著者: | グレッグ・デントン、ロリ・E. ローリー、 A. J. シン[編] 丸山裕、庄司貴行[監訳] |
ISBN: | 978-4-901988-26-1 |
判型: | A5判上製 |
刊行: | 2014年3月 |
定価: | 6,800円+税 |
米国ホスピタリティ・アセット・マネージャー協会のミッションとして、専門的職業知識の向上を支援するために編まれた本書にはアセットマネジメントの実践のための体系的な知識と最新の課題への考察が盛り込まれています。経営機能における価値創造の重要性が広く認識されるようになった現代社会において、ホテル業界関係者のみならず、アセットマネジメントに関わるすべての読者に、とくにホテルアセットマネジメントを学ぶ学生・社会人に、最新・必須の知見を提供します。
庄司 貴行
立教大学における観光研究・教育の分野は、その知名度の高さだけでなく、その内容に国内外から大きな期待を寄せられてきたと自負しています。その立教大学における観光研究・教育は、1946年に開設された「ホテル講座」を源流としています。従って立教大学における観光研究・教育にとってホテル研究は、特別な意味を持っているといえます。

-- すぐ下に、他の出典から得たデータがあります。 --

//! One-shot GPIO interrupt setup.
//!
//! Configures the button pin for falling-edge interrupts and routes them
//! into [`BUTTON_LATCH`](super::button::BUTTON_LATCH) using raw ESP-IDF sys
//! calls.  Called once from `main()` before the control loop starts.

#[cfg(target_os = "espidf")]
use esp_idf_svc::sys::*;
#[cfg(target_os = "espidf")]
use log::info;

#[cfg(target_os = "espidf")]
use crate::pins;

// ── Error type ────────────────────────────────────────────────

/// Errors during one-shot peripheral initialization.
#[derive(Debug, Clone, Copy, PartialEq, Eq)]
pub enum HwInitError {
    GpioConfigFailed(i32),
    IsrInstallFailed(i32),
    IsrHandlerFailed(i32),
}

impl core::fmt::Display for HwInitError {
    fn fmt(&self, f: &mut core::fmt::Formatter<'_>) -> core::fmt::Result {
        match self {
            Self::GpioConfigFailed(rc) => write!(f, "GPIO config failed (rc={})", rc),
            Self::IsrInstallFailed(rc) => write!(f, "GPIO ISR service install failed (rc={})", rc),
            Self::IsrHandlerFailed(rc) => write!(f, "GPIO ISR handler add failed (rc={})", rc),
        }
    }
}

impl core::error::Error for HwInitError {}

impl From<HwInitError> for crate::error::Error {
    fn from(_: HwInitError) -> Self {
        Self::Init("button interrupt setup failed")
    }
}

// ── GPIO ISR Service ──────────────────────────────────────────

#[cfg(target_os = "espidf")]
unsafe extern "C" fn button_gpio_isr(_arg: *mut core::ffi::c_void) {
    crate::drivers::button::button_isr_handler();
}

/// Configure the button GPIO and attach the edge ISR.
#[cfg(target_os = "espidf")]
pub fn init_button_isr() -> Result<(), HwInitError> {
    let btn_cfg = gpio_config_t {
        pin_bit_mask: 1u64 << pins::BUTTON_GPIO,
        mode: gpio_mode_t_GPIO_MODE_INPUT,
        pull_up_en: gpio_pullup_t_GPIO_PULLUP_ENABLE,
        pull_down_en: gpio_pulldown_t_GPIO_PULLDOWN_DISABLE,
        intr_type: gpio_int_type_t_GPIO_INTR_NEGEDGE,
        ..Default::default()
    };

    // SAFETY: called once from main() before the control loop; the ISR
    // only touches the lock-free button latch.
    unsafe {
        let ret = gpio_config(&btn_cfg);
        if ret != ESP_OK {
            return Err(HwInitError::GpioConfigFailed(ret));
        }

        // ESP_ERR_INVALID_STATE means the service is already installed.
        let ret = gpio_install_isr_service(0);
        if ret != ESP_OK && ret != ESP_ERR_INVALID_STATE {
            return Err(HwInitError::IsrInstallFailed(ret));
        }

        let ret = gpio_isr_handler_add(pins::BUTTON_GPIO, Some(button_gpio_isr), core::ptr::null_mut());
        if ret != ESP_OK {
            return Err(HwInitError::IsrHandlerFailed(ret));
        }
        gpio_intr_enable(pins::BUTTON_GPIO);
    }

    info!("hw_init: button ISR installed on GPIO{}", pins::BUTTON_GPIO);
    Ok(())
}

#[cfg(not(target_os = "espidf"))]
pub fn init_button_isr() -> Result<(), HwInitError> {
    log::info!("hw_init(sim): button ISR skipped");
    Ok(())
}
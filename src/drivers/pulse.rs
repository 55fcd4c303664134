//! Single-pin pulse output.
//!
//! Wraps any `embedded-hal` [`OutputPin`] as a [`DigitalOutput`] for the
//! blink sequencer.  Polarity is configured once here so the sequencer
//! only deals in "active" / "inactive".  The reference board's LED is
//! wired active-low (pin LOW = LED on).

use embedded_hal::digital::OutputPin;
use log::warn;

use crate::app::ports::DigitalOutput;

pub struct GpioPulseOutput<P: OutputPin> {
    pin: P,
    active_low: bool,
    active: bool,
}

impl<P: OutputPin> GpioPulseOutput<P> {
    /// Wrap `pin` and drive it to the inactive level.
    pub fn new(pin: P, active_low: bool) -> Self {
        let mut out = Self {
            pin,
            active_low,
            active: true,
        };
        out.set(false);
        out
    }

    pub fn is_active(&self) -> bool {
        self.active
    }

    pub fn into_inner(self) -> P {
        self.pin
    }
}

impl<P: OutputPin> DigitalOutput for GpioPulseOutput<P> {
    fn set(&mut self, active: bool) {
        let high = active != self.active_low;
        let result = if high {
            self.pin.set_high()
        } else {
            self.pin.set_low()
        };
        match result {
            Ok(()) => self.active = active,
            Err(_) => warn!("pulse output: pin write failed"),
        }
    }
}
//! Non-blocking blink sequencer.
//!
//! Turns a pattern such as `500:200:500` into LED pulses spread over time.
//! The main loop calls `tick()` once per iteration; nothing here sleeps.
//!
//! ```text
//!  pattern "500:200"      pulse      wait 500      pulse    wait 200    pulse
//!                        ─┐ ┌──────────────────────┐ ┌─────────────────┐ ┌────
//!  output (active high)   └─┘                      └─┘                 └─┘
//!                         ▲ deadline               ▲ deadline          ▲ Done
//! ```
//!
//! A pattern of N durations produces N + 1 pulses: one before each wait and
//! a closing pulse.  Each pulse is two sub-events (assert, then release
//! `pulse_width_ms` later), both driven from `tick()`.
//!
//! ## States
//!
//! | State                         | Meaning                               |
//! |-------------------------------|---------------------------------------|
//! | `Idle`                        | nothing started yet, or stopped       |
//! | `Running { index, deadline }` | next pulse due at `deadline`          |
//! | `Done`                        | last pulse emitted                    |
//!
//! `start()` while running replaces the sequence outright; the output is a
//! single device, so there is nothing to queue behind.

use log::{debug, info};

use crate::app::ports::DigitalOutput;

/// Ordered millisecond durations parsed from `"a:b:c"` text.
#[derive(Debug, Clone, PartialEq, Eq, Default)]
pub struct BlinkPattern(Vec<u32>);

impl BlinkPattern {
    /// Parse colon-separated decimal milliseconds.
    ///
    /// Never fails: an empty, non-numeric, negative or overflowing segment
    /// becomes `0` so the sequence still makes progress.  Blank text is the
    /// empty pattern.
    pub fn parse(text: &str) -> Self {
        if text.trim().is_empty() {
            return Self(Vec::new());
        }
        Self(
            text.split(':')
                .map(|seg| seg.trim().parse::<u32>().unwrap_or(0))
                .collect(),
        )
    }

    pub fn durations(&self) -> &[u32] {
        &self.0
    }

    pub fn len(&self) -> usize {
        self.0.len()
    }

    pub fn is_empty(&self) -> bool {
        self.0.is_empty()
    }
}

#[derive(Debug, Clone, Copy, PartialEq, Eq)]
pub enum SequencerState {
    Idle,
    Running { index: usize, deadline_ms: u64 },
    Done,
}

/// Owns the pulse output exclusively while a sequence runs.
pub struct BlinkSequencer<O: DigitalOutput> {
    output: O,
    pattern: BlinkPattern,
    state: SequencerState,
    pulse_width_ms: u32,
    /// Release time of the pulse currently asserted.
    release_at_ms: Option<u64>,
    pulses: u32,
}

impl<O: DigitalOutput> BlinkSequencer<O> {
    pub fn new(mut output: O, pulse_width_ms: u32) -> Self {
        output.set(false);
        Self {
            output,
            pattern: BlinkPattern::default(),
            state: SequencerState::Idle,
            pulse_width_ms,
            release_at_ms: None,
            pulses: 0,
        }
    }

    /// Parse `pattern` and start it, replacing any running sequence.
    /// Returns the number of durations parsed.
    pub fn start(&mut self, pattern: &str, now_ms: u64) -> usize {
        self.start_pattern(BlinkPattern::parse(pattern), now_ms)
    }

    pub fn start_pattern(&mut self, pattern: BlinkPattern, now_ms: u64) -> usize {
        if matches!(self.state, SequencerState::Running { .. }) {
            debug!("blink: replacing running sequence after {} pulses", self.pulses);
        }
        self.release_now();
        self.pulses = 0;
        self.pattern = pattern;

        let steps = self.pattern.len();
        self.state = if steps == 0 {
            SequencerState::Done
        } else {
            SequencerState::Running {
                index: 0,
                deadline_ms: now_ms,
            }
        };
        info!("blink: started pattern {:?}", self.pattern.durations());
        steps
    }

    /// Cancel the running sequence and turn the output off.
    pub fn stop(&mut self) {
        self.release_now();
        self.state = SequencerState::Idle;
    }

    /// Advance by at most one pulse.  Returns `true` on the tick the
    /// closing pulse is emitted (the sequence is then `Done`).
    pub fn tick(&mut self, now_ms: u64) -> bool {
        if let Some(release) = self.release_at_ms {
            if now_ms >= release {
                self.output.set(false);
                self.release_at_ms = None;
            }
        }

        let SequencerState::Running { index, deadline_ms } = self.state else {
            return false;
        };
        // A pulse still held high defers the next one, so two pulses
        // never merge into one long flash.
        if now_ms < deadline_ms || self.release_at_ms.is_some() {
            return false;
        }

        self.output.set(true);
        self.release_at_ms = Some(now_ms + u64::from(self.pulse_width_ms));
        self.pulses += 1;

        match self.pattern.durations().get(index) {
            Some(&wait_ms) => {
                self.state = SequencerState::Running {
                    index: index + 1,
                    deadline_ms: now_ms + u64::from(wait_ms),
                };
                false
            }
            None => {
                self.state = SequencerState::Done;
                info!("blink: pattern finished ({} pulses)", self.pulses);
                true
            }
        }
    }

    pub fn state(&self) -> SequencerState {
        self.state
    }

    pub fn is_running(&self) -> bool {
        matches!(self.state, SequencerState::Running { .. })
    }

    /// Pulses emitted by the current (or last) sequence.
    pub fn pulses_emitted(&self) -> u32 {
        self.pulses
    }

    /// Whether a pulse is currently asserted.
    pub fn output_active(&self) -> bool {
        self.release_at_ms.is_some()
    }

    pub fn output(&self) -> &O {
        &self.output
    }

    fn release_now(&mut self) {
        if self.release_at_ms.take().is_some() {
            self.output.set(false);
        }
    }
}
//! Integration test driver for `tests/integration/` submodule.
//!
//! Each `mod` below maps to a file that exercises a specific subsystem
//! against mock adapters.  All tests run on the host (x86_64) with no
//! real hardware required.

mod dispatcher_tests;
mod mock_hw;
mod registration_flow_tests;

世界のホテル産業は過去30年間で大きく変化をしました。ことに最近10年の変化は特に急激で、そのわかりやすい影響のひとつが、日本においても外資系と呼ばれるホテルが急増したことに現れています。
大手のホテル企業はいまや、ホテル・オペレーターと呼ばれます。彼らはホテルを運営する会社であり、彼らが運営するホテルの多くは、その土地や建物をホテル企業自身は所有していません。そして多くの場合、そのホテルで働く従業員もホテル企業自身は雇用していません。ホテルの土地や建物は、個人投資家や機関投資家と呼ばれる人たちが所有し、彼らがホテル従業員を雇用しています。
ホテル企業は、ホテルの土地・建物などの資産を所有しないことで、いわば身軽になりました。その結果ホテル企業は、自分たちが運営だけを担当するホテルを、これまでにないスピードで全世界に展開することが可能になりました。例えば、マリオットというホテルグループは、現在では70ヵ国で3,000ホテル以上を運営していますが、土地・建物を所有しているホテルはその内の2%ほどにすぎません。

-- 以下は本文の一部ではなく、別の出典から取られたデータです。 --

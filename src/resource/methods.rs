//! Method permission mask.

use core::ops::{BitOr, BitOrAssign};

/// Combinable set of {READ, WRITE, EXECUTE}.
#[derive(Debug, Clone, Copy, PartialEq, Eq, Default)]
pub struct Methods(u8);

impl Methods {
    pub const NONE: Self = Self(0);
    pub const READ: Self = Self(0b0000_0001);
    pub const WRITE: Self = Self(0b0000_0010);
    pub const EXECUTE: Self = Self(0b0000_0100);

    /// Return the raw bitmask.
    pub const fn bits(self) -> u8 {
        self.0
    }

    /// `true` if every method in `other` is permitted.
    pub const fn contains(self, other: Self) -> bool {
        self.0 & other.0 == other.0
    }
}

impl BitOr for Methods {
    type Output = Self;

    fn bitor(self, rhs: Self) -> Self {
        Self(self.0 | rhs.0)
    }
}

impl BitOrAssign for Methods {
    fn bitor_assign(&mut self, rhs: Self) {
        self.0 |= rhs.0;
    }
}
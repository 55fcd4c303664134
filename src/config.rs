//! Node configuration parameters
//!
//! All tunable parameters for the CloudNode firmware.
//! Values can be overridden via NVS (non-volatile storage).

use serde::{Deserialize, Serialize};

/// Core node configuration
#[derive(Debug, Clone, PartialEq, Serialize, Deserialize)]
pub struct NodeConfig {
    // --- Timing ---
    /// Control loop period (milliseconds)
    pub loop_interval_ms: u32,
    /// Temperature / acceleration sampling period (milliseconds)
    pub sensor_interval_ms: u32,

    // --- Blink output ---
    /// Width of a single LED pulse (milliseconds)
    pub pulse_width_ms: u32,
    /// LED is lit when the GPIO is driven low
    pub led_active_low: bool,
    /// Pattern stored in the pattern resource at boot
    pub default_pattern: heapless::String<64>,

    // --- Transport ---
    /// Upper bound on transport events handled per loop iteration
    pub max_transport_events_per_tick: u8,
}

/// Pattern stored in the blink-pattern resource until a remote write.
pub const DEFAULT_BLINK_PATTERN: &str = "500:500:500:500";

impl Default for NodeConfig {
    fn default() -> Self {
        Self {
            // Timing
            loop_interval_ms: 100,
            sensor_interval_ms: 5000, // 0.2 Hz

            // Blink
            pulse_width_ms: 20,
            led_active_low: true,
            default_pattern: heapless::String::try_from(DEFAULT_BLINK_PATTERN).unwrap_or_default(),

            // Transport
            max_transport_events_per_tick: 8,
        }
    }
}
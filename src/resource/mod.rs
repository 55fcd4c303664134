//! Resource model: addressable values exposed to the management server.
//!
//! | Item               | Role                                        |
//! |--------------------|---------------------------------------------|
//! | [`ResourcePath`]   | `Object/Instance/Resource` triplet          |
//! | [`Methods`]        | READ / WRITE / EXECUTE permission mask      |
//! | [`ResourceRegistry`] | owner of all values, notification source  |

pub mod methods;
pub mod path;
pub mod registry;

pub use methods::Methods;
pub use path::ResourcePath;
pub use registry::{
    DeliveryStatus, ExecuteHandler, NotifyResultHandler, Resource, ResourceHandle,
    ResourceRegistry, WriteHandler, MAX_RESOURCES,
};
//! Unified error types for the CloudNode firmware.
//!
//! A single `Error` enum that every subsystem can convert into, keeping the
//! control loop's error handling uniform.  All variants are `Copy` so they
//! can be handed back to the remote caller or logged without allocation.
//! Nothing in here is fatal: registry errors go back to whoever asked,
//! comms errors become registration events, sensor errors skip a sample.

use core::fmt;

// ---------------------------------------------------------------------------
// Top-level firmware error
// ---------------------------------------------------------------------------

/// Every fallible operation in the firmware funnels into this type.
#[derive(Debug, Clone, Copy, PartialEq, Eq)]
pub enum Error {
    /// A resource registry operation was rejected.
    Registry(RegistryError),
    /// A sensor could not be read.
    Sensor(SensorError),
    /// The transport collaborator reported a failure.
    Comms(CommsError),
    /// A precondition for startup was not met.
    Init(&'static str),
    /// Configuration is invalid or could not be loaded.
    Config(&'static str),
}

impl fmt::Display for Error {
    fn fmt(&self, f: &mut fmt::Formatter<'_>) -> fmt::Result {
        match self {
            Self::Registry(e) => write!(f, "registry: {e}"),
            Self::Sensor(e) => write!(f, "sensor: {e}"),
            Self::Comms(e) => write!(f, "comms: {e}"),
            Self::Init(msg) => write!(f, "init: {msg}"),
            Self::Config(msg) => write!(f, "config: {msg}"),
        }
    }
}

impl core::error::Error for Error {}

// ---------------------------------------------------------------------------
// Registry errors
// ---------------------------------------------------------------------------

/// Rejections from the resource registry.  Returned to the caller (local
/// code or the remote manager), never escalated.
#[derive(Debug, Clone, Copy, PartialEq, Eq)]
pub enum RegistryError {
    /// Path text is not an `Object/Instance/Resource` triplet.
    InvalidPath,
    /// A resource with this path already exists.
    DuplicatePath,
    /// The resource does not permit the requested method.
    MethodNotAllowed,
    /// No resource is registered under this path or handle.
    UnknownResource,
    /// The fixed-capacity resource table is full.
    RegistryFull,
}

impl fmt::Display for RegistryError {
    fn fmt(&self, f: &mut fmt::Formatter<'_>) -> fmt::Result {
        match self {
            Self::InvalidPath => write!(f, "invalid resource path"),
            Self::DuplicatePath => write!(f, "duplicate resource path"),
            Self::MethodNotAllowed => write!(f, "method not allowed"),
            Self::UnknownResource => write!(f, "unknown resource"),
            Self::RegistryFull => write!(f, "resource table full"),
        }
    }
}

impl From<RegistryError> for Error {
    fn from(e: RegistryError) -> Self {
        Self::Registry(e)
    }
}

// ---------------------------------------------------------------------------
// Sensor errors
// ---------------------------------------------------------------------------

#[derive(Debug, Clone, Copy, PartialEq, Eq)]
pub enum SensorError {
    /// The I2C transaction failed.
    BusError,
    /// The device answered but flagged the sample as unstable.
    NotReady,
    /// No driver is attached for this quantity.
    Unavailable,
}

impl fmt::Display for SensorError {
    fn fmt(&self, f: &mut fmt::Formatter<'_>) -> fmt::Result {
        match self {
            Self::BusError => write!(f, "I2C transfer failed"),
            Self::NotReady => write!(f, "sample not ready"),
            Self::Unavailable => write!(f, "sensor unavailable"),
        }
    }
}

impl From<SensorError> for Error {
    fn from(e: SensorError) -> Self {
        Self::Sensor(e)
    }
}

// ---------------------------------------------------------------------------
// Communications errors
// ---------------------------------------------------------------------------

#[derive(Debug, Clone, Copy, PartialEq, Eq)]
pub enum CommsError {
    /// Network bring-up or security handshake failed.
    ConnectFailed,
    /// The management server rejected the registration.
    RegistrationRejected,
    /// The collaborator gave up waiting for the server.
    Timeout,
    /// An established session dropped.
    ConnectionLost,
}

impl fmt::Display for CommsError {
    fn fmt(&self, f: &mut fmt::Formatter<'_>) -> fmt::Result {
        match self {
            Self::ConnectFailed => write!(f, "transport connect failed"),
            Self::RegistrationRejected => write!(f, "registration rejected"),
            Self::Timeout => write!(f, "transport timeout"),
            Self::ConnectionLost => write!(f, "connection lost"),
        }
    }
}

impl From<CommsError> for Error {
    fn from(e: CommsError) -> Self {
        Self::Comms(e)
    }
}

// ---------------------------------------------------------------------------
// Convenience Result alias
// ---------------------------------------------------------------------------

/// Firmware-wide `Result` alias.
pub type Result<T> = core::result::Result<T, Error>;
//! Log-based event sink adapter.
//!
//! Implements [`EventSink`] by writing structured application events to
//! the `log` facade (the ESP-IDF logger in production, UART / USB-CDC).

use log::{info, warn};

use crate::app::events::AppEvent;
use crate::app::ports::EventSink;
use crate::sensors::Reading;

/// Adapter that logs every [`AppEvent`] to the serial console.
#[derive(Default)]
pub struct LogEventSink;

impl LogEventSink {
    pub fn new() -> Self {
        Self
    }
}

impl EventSink for LogEventSink {
    fn emit(&mut self, event: &AppEvent) {
        match event {
            AppEvent::Started { resources } => {
                info!("START | resources={}", resources);
            }
            AppEvent::RegistrationChanged { from, to } => {
                info!("REG   | {:?} -> {:?}", from, to);
            }
            AppEvent::ButtonPressed { count } => {
                info!("BTN   | count={}", count);
            }
            AppEvent::BlinkStarted { steps } => {
                info!("BLINK | started, steps={}", steps);
            }
            AppEvent::BlinkFinished => {
                info!("BLINK | finished");
            }
            AppEvent::SampleUpdated(sample) => match sample.reading {
                Reading::Temperature(c) => {
                    info!("SENSE | t={}ms temperature={:.2}\u{00b0}C", sample.timestamp_ms, c);
                }
                Reading::Acceleration([x, y, z]) => {
                    info!(
                        "SENSE | t={}ms accel=({:.3}, {:.3}, {:.3})g",
                        sample.timestamp_ms, x, y, z
                    );
                }
            },
            AppEvent::SensorReadFailed { sensor } => {
                warn!("SENSE | {} read failed, value kept", sensor);
            }
            AppEvent::NotifyResult { path, status } => {
                info!("NOTIF | {} {:?}", path, status);
            }
            AppEvent::RemoteRejected { path, error } => {
                warn!("REMOTE| {} rejected: {}", path, error);
            }
        }
    }
}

しかしこうした現象は、残念ながら日本ではじゅうぶんに紹介されず、理解もされてきませんでした。アメリカを中心に発達した、ホテル企業が資産を所有せずに運営に特化することで規模を急拡大させるという変化は、日本にはいわゆる「バブル経済」崩壊後に上陸しました。しかしその際に、不良債権処理の手法としての側面が強調され、「ハゲタカ・ファンド」というような言葉とともに、何か新しい錬金術かのように認識されてしまいました。そうした側面が存在したことも事実ですが、世界のホテル産業で起きた大きな変化であることは必ずしも理解されてきませんでした。

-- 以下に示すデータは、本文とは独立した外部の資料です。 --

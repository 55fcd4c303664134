//! Interrupt-to-loop button handoff.
//!
//! ## Hardware
//!
//! Active-low momentary switch with pull-up.  The GPIO fires on the
//! falling edge; the ISR calls [`ButtonLatch::on_edge`], which only
//! touches two atomics.  The control loop calls [`ButtonLatch::take`] once
//! per iteration.
//!
//! ```text
//!   ISR  ──on_edge()──▶  count += 1, pending = true
//!   loop ──take()─────▶  pending? → Some(count), pending = false
//! ```
//!
//! A burst of edges between two iterations collapses into one pending
//! flag, but the counter still reflects every edge.

use core::sync::atomic::{AtomicBool, AtomicU32, Ordering};

/// Latch fed by the button ISR.  Registered as a `static` because the ISR
/// has no other way to reach it.
pub static BUTTON_LATCH: ButtonLatch = ButtonLatch::new();

pub struct ButtonLatch {
    pending: AtomicBool,
    count: AtomicU32,
}

impl ButtonLatch {
    pub const fn new() -> Self {
        Self {
            pending: AtomicBool::new(false),
            count: AtomicU32::new(0),
        }
    }

    /// Record one edge.  Lock-free and allocation-free, safe from
    /// interrupt context.
    pub fn on_edge(&self) {
        self.count.fetch_add(1, Ordering::Relaxed);
        // Release orders the count store before the flag.
        self.pending.store(true, Ordering::Release);
    }

    /// Clear the pending flag and return the edge count if it was set.
    pub fn take(&self) -> Option<u32> {
        if self.pending.swap(false, Ordering::Acquire) {
            Some(self.count.load(Ordering::Relaxed))
        } else {
            None
        }
    }

    /// Edges seen so far, without touching the pending flag.
    pub fn count(&self) -> u32 {
        self.count.load(Ordering::Relaxed)
    }
}

impl Default for ButtonLatch {
    fn default() -> Self {
        Self::new()
    }
}

/// ISR entry point for the board's button GPIO.
#[allow(unused)]
pub fn button_isr_handler() {
    BUTTON_LATCH.on_edge();
}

つまり、ホテルの土地・建物などの所有者と、そのホテルを運営するオペレーターは、もはや同一ではありません。そこでは、両者の利害はかならずしも一致しないこともあります。この両者をつなぐ役割として登場したのが、「ホテルアセットマネジメント」という分野です。換言すれば、今日のホテル産業の最先端で起きている大きな変化のひとつが、このホテルアセットマネジメント分野の発展だということができます。
本書は、このホテルアセットマネジメントの分野について研究者と実務家が執筆を担当し、学生だけでなく実務家にとっても有益な入門書としてすでに高い評価を受けている著作の日本語訳です。日本でこれまでじゅうぶんに研究されてこなかったこの分野にとって、待望の教科書になると期待しています。この本が、ホテル研究をリードする立教大学の伝統を引き継ぐものになることを願っています。